The women both use technology combined with classic elements of fairytales to explore an image of the female body in today’s society.
The Wood Street venue’s wider 2019 season is set to focus on identity, representation and gender – complementing RISE, Liverpool’s year of cultural events and happenings that celebrate inspirational women.
FACT exhibitions manager Lesley Taker said: “There couldn't be a more fitting pairing than Beckman and Simnett to open a year focusing on work produced by female-identifying artists and gender identities.
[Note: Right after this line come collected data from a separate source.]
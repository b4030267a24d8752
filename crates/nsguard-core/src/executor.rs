//! Delete execution
//!
//! Issues the delete call for a namespace the operator has confirmed.
//! At most one delete per namespace is in flight at any time.

use std::sync::Arc;
use std::time::Duration;

use dashmap::DashMap;
use nsguard_common::{DELETE_FAILED_TITLE, GuardError};
use tracing::{error, info, warn};

use crate::event::{EventBus, GuardEvent};
use crate::model::{Namespace, NamespaceKey};
use crate::provider::{NamespaceProvider, NotificationSink, Presentation};

/// Message shown after a successful delete
pub const DELETE_SUCCESS_TEXT: &str = "Deleted successfully";

/// Marks a namespace as being deleted until dropped
struct InFlightTicket<'a> {
    in_flight: &'a DashMap<NamespaceKey, ()>,
    key: NamespaceKey,
}

impl Drop for InFlightTicket<'_> {
    fn drop(&mut self) {
        self.in_flight.remove(&self.key);
    }
}

/// Runs confirmed deletions
pub struct DeleteExecutor {
    namespaces: Arc<dyn NamespaceProvider>,
    notifier: Arc<dyn NotificationSink>,
    presentation: Arc<dyn Presentation>,
    reload_delay: Duration,
    in_flight: DashMap<NamespaceKey, ()>,
    bus: Option<EventBus>,
}

impl DeleteExecutor {
    pub fn new(
        namespaces: Arc<dyn NamespaceProvider>,
        notifier: Arc<dyn NotificationSink>,
        presentation: Arc<dyn Presentation>,
        reload_delay: Duration,
    ) -> Self {
        Self {
            namespaces,
            notifier,
            presentation,
            reload_delay,
            in_flight: DashMap::new(),
            bus: None,
        }
    }

    /// Announce successful deletes on `bus`
    pub fn with_event_bus(mut self, bus: EventBus) -> Self {
        self.bus = Some(bus);
        self
    }

    pub fn is_in_flight(&self, key: &NamespaceKey) -> bool {
        self.in_flight.contains_key(key)
    }

    fn acquire(&self, key: &NamespaceKey) -> Result<InFlightTicket<'_>, GuardError> {
        if self.in_flight.insert(key.clone(), ()).is_some() {
            return Err(GuardError::DeleteInFlight(key.to_string()));
        }
        Ok(InFlightTicket {
            in_flight: &self.in_flight,
            key: key.clone(),
        })
    }

    /// Delete `namespace`, then notify and reload
    ///
    /// On failure the portal's message is shown and nothing is retried.
    pub async fn execute(&self, namespace: &Namespace) -> Result<(), GuardError> {
        let key = namespace.key();
        let _ticket = match self.acquire(&key) {
            Ok(ticket) => ticket,
            Err(e) => {
                warn!(namespace = %key, "Ignoring duplicate delete request");
                return Err(e);
            }
        };

        info!(namespace = %key, "Deleting namespace");

        let result = self
            .namespaces
            .delete_namespace(
                &namespace.app_id,
                namespace.env,
                &namespace.cluster_name,
                &namespace.namespace_name,
            )
            .await;

        match result {
            Ok(()) => {
                info!(namespace = %key, "Namespace deleted");
                self.notifier.success(DELETE_SUCCESS_TEXT);
                if let Some(bus) = &self.bus {
                    bus.emit(GuardEvent::NamespaceDeleted { key: key.clone() });
                }

                tokio::time::sleep(self.reload_delay).await;
                self.presentation.reload();
                Ok(())
            }
            Err(e) => {
                let (message, detail) = match e {
                    GuardError::DeletionRequestFailed { message, detail } => (message, detail),
                    other => (other.to_string(), None),
                };
                error!(namespace = %key, error = %message, "Failed to delete namespace");
                self.notifier.error(&message, DELETE_FAILED_TITLE);
                Err(GuardError::DeletionRequestFailed { message, detail })
            }
        }
    }
}
//! NsGuard Common - Shared types and constants
//!
//! This crate provides the foundational types used across all NsGuard components:
//! - Error types and error codes
//! - Event names shared by the event bus and its subscribers
//! - Common defaults

pub mod error;

// Re-exports for convenience
pub use error::{ErrorCode, GuardError};

/// Delay between a successful delete and the reload of the calling view
pub const DEFAULT_RELOAD_DELAY_MS: u64 = 1000;

/// Default capacity of the guard event bus
pub const DEFAULT_EVENT_CAPACITY: usize = 256;

/// Notification title used for every failed deletion attempt
pub const DELETE_FAILED_TITLE: &str = "Delete failed";

/// Event names carried on the guard event bus
pub mod event_name {
    pub const PRE_DELETE_NAMESPACE: &str = "pre_delete_namespace";
    pub const PIPELINE_STARTED: &str = "pipeline_started";
    pub const DELETE_NAMESPACE_FAILED: &str = "delete_namespace_failed";
    pub const PIPELINE_ERRORED: &str = "pipeline_errored";
    pub const NAMESPACE_DELETED: &str = "namespace_deleted";
}

/// Environment of a namespace
///
/// Accepts LOCAL, DEV, FWS/FAT, UAT, LPT, PRO/PROD and TOOLS, in any case.
#[derive(Debug, Clone, Copy, PartialEq, Eq, Hash, Default)]
pub enum Env {
    Local,
    #[default]
    Dev,
    Fat,
    Uat,
    Lpt,
    Pro,
    Tools,
}

impl Env {
    pub const ALL: [Env; 7] = [
        Env::Local,
        Env::Dev,
        Env::Fat,
        Env::Uat,
        Env::Lpt,
        Env::Pro,
        Env::Tools,
    ];

    pub fn as_str(&self) -> &'static str {
        match self {
            Env::Local => "LOCAL",
            Env::Dev => "DEV",
            Env::Fat => "FAT",
            Env::Uat => "UAT",
            Env::Lpt => "LPT",
            Env::Pro => "PRO",
            Env::Tools => "TOOLS",
        }
    }
}

impl std::fmt::Display for Env {
    fn fmt(&self, f: &mut std::fmt::Formatter<'_>) -> std::fmt::Result {
        write!(f, "{}", self.as_str())
    }
}

impl std::str::FromStr for Env {
    type Err = String;

    fn from_str(s: &str) -> Result<Self, Self::Err> {
        match s.to_ascii_uppercase().as_str() {
            "LOCAL" => Ok(Env::Local),
            "DEV" => Ok(Env::Dev),
            "FAT" | "FWS" => Ok(Env::Fat),
            "UAT" => Ok(Env::Uat),
            "LPT" => Ok(Env::Lpt),
            "PRO" | "PROD" => Ok(Env::Pro),
            "TOOLS" => Ok(Env::Tools),
            _ => Err(format!(
                "Invalid env: {}, expected one of LOCAL, DEV, FAT (FWS), UAT, LPT, PRO (PROD), TOOLS",
                s
            )),
        }
    }
}

impl serde::Serialize for Env {
    fn serialize<S: serde::Serializer>(&self, serializer: S) -> Result<S::Ok, S::Error> {
        serializer.serialize_str(self.as_str())
    }
}

impl<'de> serde::Deserialize<'de> for Env {
    fn deserialize<D: serde::Deserializer<'de>>(deserializer: D) -> Result<Self, D::Error> {
        let s = String::deserialize(deserializer)?;
        s.parse().map_err(serde::de::Error::custom)
    }
}

#[cfg(test)]
mod tests {
    use super::*;

    #[test]
    fn test_env() {
        assert_eq!(Env::default(), Env::Dev);
        assert_eq!(Env::Pro.as_str(), "PRO");
        assert_eq!("dev".parse::<Env>().unwrap(), Env::Dev);
        assert_eq!("PROD".parse::<Env>().unwrap(), Env::Pro);
        assert_eq!("fws".parse::<Env>().unwrap(), Env::Fat);
        assert!("staging".parse::<Env>().is_err());
    }

    #[test]
    fn test_every_env_parses_from_its_name() {
        for env in Env::ALL {
            assert_eq!(env.as_str().parse::<Env>().unwrap(), env);
        }
        assert_eq!("tools".parse::<Env>().unwrap(), Env::Tools);

        let err = "staging".parse::<Env>().unwrap_err();
        assert!(err.contains("TOOLS"));
    }

    #[test]
    fn test_env_serde() {
        let json = serde_json::to_string(&Env::Uat).unwrap();
        assert_eq!(json, "\"UAT\"");
        let env: Env = serde_json::from_str("\"lpt\"").unwrap();
        assert_eq!(env, Env::Lpt);
        assert!(serde_json::from_str::<Env>("\"moon\"").is_err());
    }
}
use tracing::debug;

/// Branch used for hosts that are unreleased or unrecognised.
pub const MASTER_BRANCH: &str = "master";

/// Prefix the CI server puts in front of branch names to form view names.
pub const DEFAULT_VIEW_PREFIX: &str = "Plugins-";

/// Maps a host version to the CI view holding compatible plugin builds.
///
/// The resolver needs to know which version is currently unreleased (the
/// "next" marker); hosts running it, or a pre-release leading up to it, are
/// served from the master view.
#[derive(Debug, Clone)]
pub struct BranchResolver {
    next_version: String,
    view_prefix: String,
}

impl BranchResolver {
    /// Create a resolver for the given unreleased-version marker.
    pub fn new(next_version: impl Into<String>) -> Self {
        Self {
            next_version: next_version.into().trim().to_string(),
            view_prefix: DEFAULT_VIEW_PREFIX.to_string(),
        }
    }

    /// Use a different view name prefix.
    pub fn with_view_prefix(mut self, prefix: impl Into<String>) -> Self {
        self.view_prefix = prefix.into();
        self
    }

    pub fn next_version(&self) -> &str {
        &self.next_version
    }

    /// Resolve the full CI view name, e.g. `Plugins-stable-3.9`.
    pub fn resolve_view(&self, host_version: &str) -> String {
        format!("{}{}", self.view_prefix, self.branch(host_version))
    }

    /// Resolve the branch name, e.g. `stable-3.9` or `master`.
    pub fn branch(&self, host_version: &str) -> String {
        let version = host_version.trim();

        if !version.chars().next().is_some_and(|c| c.is_ascii_digit()) {
            return MASTER_BRANCH.to_string();
        }

        if self.is_next(version) {
            debug!("{} is the unreleased version, using master", version);
            return MASTER_BRANCH.to_string();
        }

        let parts: Vec<&str> = version.split('.').collect();
        let major = parts[0];
        let Some(minor) = parts.get(1) else {
            debug!("{} has no minor version, using master", version);
            return MASTER_BRANCH.to_string();
        };
        let minor = minor.split('-').next().unwrap_or(minor);

        if let Some(patch) = parts.get(2) {
            if patch.contains('-') && self.is_pre_release_of_next(major, minor) {
                debug!("{} is a pre-release of {}, using master", version, self.next_version);
                return MASTER_BRANCH.to_string();
            }
        }

        format!("stable-{}.{}", major, minor)
    }

    fn is_next(&self, version: &str) -> bool {
        !self.next_version.is_empty() && version.starts_with(&self.next_version)
    }

    fn is_pre_release_of_next(&self, major: &str, minor: &str) -> bool {
        let Ok(minor) = minor.parse::<u64>() else {
            return false;
        };
        let Some(next_minor) = minor.checked_add(1) else {
            return false;
        };
        let candidate = format!("{}.{}", major, next_minor);
        self.marker_matches(&candidate)
    }

    /// `3.6` matches markers `3.6`, `3.6.0` and `3.6-SNAPSHOT`, not `3.60`.
    fn marker_matches(&self, candidate: &str) -> bool {
        match self.next_version.strip_prefix(candidate) {
            Some(rest) => rest.is_empty() || rest.starts_with('.') || rest.starts_with('-'),
            None => false,
        }
    }
}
“Their work deconstructs and subverts grisly, aggressive fairytales from many cultures as well as reclaiming traditionally 'male' spaces, in favour of a more feminist mythology.
Above: Hiatus by Erika Beckman. Top: Laura Callaghan's giant mural will remain in place throughout FACT's 2019 exhibition year
“This exhibition captures the spirit of their form of subversive undermining, of dismantling from within, and ultimately stands as a refusal to yield to patriarchal systems which exist to conform, control and conquer.”
American filmmaker Beckman is exhibiting two video pieces – Cinderella, and the dual screen installation Hiatus.
Beckman, who started her career in the 1970s as part of the Pictures Generation, uses the imagery and style of early computer games - as well as the rigid structures and rules of gaming - in her works.
Both films depict female characters who are seen never fully succeeding in satisfying the demands of the “game” they are in, providing a critique of the limitations and demands placed on women in society.
The Udder (2014) by Marianna Simnett
Londoner Marianna Simnett combines mythology and surgery to create tales of morality, exploring themes of corruption and innocence and the gender divide in our cultures.
FACT is displaying three films; The Udder (2014) - shot on a dairy farm in Sussex, and Blood (2015) which sit together in one room and are watched with the help of a soundtrack on headphones, and the troubling sound and light installation, Faint with Light (2016).
Simnett’s dark fairytales include children singing cruel playground chants, jarring with uncompromising close-ups of surgery and blood, while in Faint with Light (2016) we hear the artist inducing her body to faint repeatedly. Be aware - the latter involves flickering lights.
A series of related events, tours, films and talks are due to take place at the Wood Street gallery during the exhibition's run.
Ericka Beckman and Marianna Simnett are at FACT from March 29 to June 16.